Low Cost Turntable - Incredible Performance


I highly recommend the Pioneer PL-30-K Belt Drive Line Output Automatic Turntable. Amazon offers for $400 but new in box are $299 on eBay now. I owned higher-end TTs and I can say this TT sounds as good. It is not well known compared to other brands, Replace the low end AT3600 cartridge though. A bonus is it is fully automatic. IMO you cannot go wrong with this purchase.

jimbennet

@oberoniaomnia 

 record wobble frequency is at 1 Hz

Thanks - I had a brain fade and got my starting point wrong.  33-rpm is about 0.5-Hz, not 2-Hz.  My mistake.  Hopefully it shows I was not relying on AI (though maybe I should have been!)

@thecarpathian 

"Grace, space and pace".

I am only saying that the GPS bit was still working near the start of the Eyre Highway!

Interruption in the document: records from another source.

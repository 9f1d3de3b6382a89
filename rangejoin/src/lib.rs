// Copyright (C) 2024 Tristan Gerritsen <tristan@thewoosh.org>
// All Rights Reserved.

#![deny(elided_lifetimes_in_paths)]

mod config;
mod constants;
mod error;
mod joiner;
mod util;

pub use self::{
    config::{ConfigRoot, ConfigSectionJoin, ConfigSectionLog},
    constants::Constants,
    error::{ConfigError, JoinError},
    joiner::{join, join_all, try_join},
    util::SliceJoinExt,
};
use std::path::PathBuf;

use thiserror::Error;

#[derive(Debug, Error)]
pub enum SyncError {
    #[error("audio file not found: {}", path.display())]
    AudioNotFound { path: PathBuf },
    #[error("I/O error while {context}: {source}")]
    Io {
        context: &'static str,
        #[source]
        source: std::io::Error,
    },
    #[error("JSON parse error while {context}: {source}")]
    Json {
        context: &'static str,
        #[source]
        source: serde_json::Error,
    },
    #[error("audio decode error while {context}: {message}")]
    Audio {
        context: &'static str,
        message: String,
    },
    #[error("{context}: {message}")]
    Runtime {
        context: &'static str,
        message: String,
    },
    #[error("invalid input: {message}")]
    InvalidInput { message: String },
    #[error("job cancelled between chunks")]
    Cancelled,
}

impl SyncError {
    pub(crate) fn io(context: &'static str, source: std::io::Error) -> Self {
        Self::Io { context, source }
    }

    pub(crate) fn json(context: &'static str, source: serde_json::Error) -> Self {
        Self::Json { context, source }
    }

    pub(crate) fn audio(context: &'static str, err: impl std::fmt::Display) -> Self {
        Self::Audio {
            context,
            message: err.to_string(),
        }
    }

    pub fn runtime(context: &'static str, err: impl std::fmt::Display) -> Self {
        Self::Runtime {
            context,
            message: err.to_string(),
        }
    }

    pub(crate) fn invalid_input(message: impl Into<String>) -> Self {
        Self::InvalidInput {
            message: message.into(),
        }
    }

    /// Only input errors abort a job; everything else degrades to "no signal".
    pub fn is_fatal(&self) -> bool {
        matches!(self, Self::AudioNotFound { .. } | Self::Audio { .. })
    }
}
use crate::alignment::global_alignment::{AlignmentScores, RefSymbol};
use crate::error::SyncError;
use crate::pipeline::vocabulary::PhonemeVocabulary;
use crate::types::{AsrSegment, F0Frame, PhonemeSequence, PhonemeSpan, SpeechInterval};

/// Frame-level phoneme aligner. Receives the phonemes of one chunk (already
/// filtered to the vocabulary) and returns one span per aligned phoneme, with
/// times relative to the start of `samples`.
pub trait PhonemeAligner: Send + Sync {
    fn infer(
        &self,
        samples: &[f32],
        sample_rate_hz: u32,
        phonemes: &[String],
        vocabulary: &PhonemeVocabulary,
    ) -> Result<Vec<PhonemeSpan>, SyncError>;
}

pub trait SpeechRecognizer: Send + Sync {
    fn transcribe(
        &self,
        samples: &[f32],
        sample_rate_hz: u32,
        language: &str,
    ) -> Result<Vec<AsrSegment>, SyncError>;
}

pub trait F0Estimator: Send + Sync {
    /// Frame hop of the returned track, in seconds.
    fn hop_sec(&self) -> f64;

    fn infer(&self, samples: &[f32], sample_rate_hz: u32) -> Result<Vec<F0Frame>, SyncError>;
}

pub trait SpeechActivityDetector: Send + Sync {
    fn detect(
        &self,
        samples: &[f32],
        sample_rate_hz: u32,
    ) -> Result<Vec<SpeechInterval>, SyncError>;
}

pub trait Phonemizer: Send + Sync {
    fn tokenize(&self, text: &str) -> PhonemeSequence;
}

/// Global alignment of reference symbols against timed transcript symbols.
/// Returns, for each reference symbol, the index of the paired timed symbol.
pub trait SyllableAligner: Send + Sync {
    fn align(
        &self,
        reference: &[RefSymbol<'_>],
        timed: &[&str],
        scores: &AlignmentScores,
    ) -> Vec<Option<usize>>;
}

When I was a kid, the owner of the local garage was a Jag nut.  The factory helped him a lot, because just after the Mark I was released, he floored the accelerator and collected a lot of scenery.  His diagnosis was that the engine rotated enough under torque that the engine drain plug fouled the steering mechanism.

(A couple of my friends independently still run Jaguars with V8 engines produced when Jag was owned by Ford)

@richardbrand ,

I think a Jag going 4000 km without breaking down is about as likely as a $299 turntable sounding "incredible"! 

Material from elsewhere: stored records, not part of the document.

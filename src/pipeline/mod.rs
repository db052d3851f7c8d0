pub mod builder;
pub mod cascade;
pub mod defaults;
pub mod model_handle;
pub mod orchestrator;
pub mod runtime;
pub mod traits;
pub mod transcript;
pub mod vocabulary;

May I ask, are you of Irish descent?

@lewm 

The treatment of cogging is either to use a lot of poles, so the impulses are very closely spaced, and there are other tricks of the trade that address the timing, all of which are very effective in rendering cogging inaudible

I have given a plausible (to me at least) explanation of when cogging may become audible even if it is virtually unmeasurable.

Take the Wilson Benesch Table One system as an example.  They claim wow and flutter is unmeasurable.  The direct drive motor is 15 inches in diameter, weighs 14-kg and has 21 poles, but nevertheless it does exhibit cogging to some degree - I’m not saying it is audible!:

The OMEGA Drive is a slot-less synchronous motor, delivering vanishingly low torque ripple and precise speed stability. The RMS value of the torque ripple is 0.001342 (N.m). The torque ripple includes all the components (like cogging torque and the current commutation and air-gap flux harmonics)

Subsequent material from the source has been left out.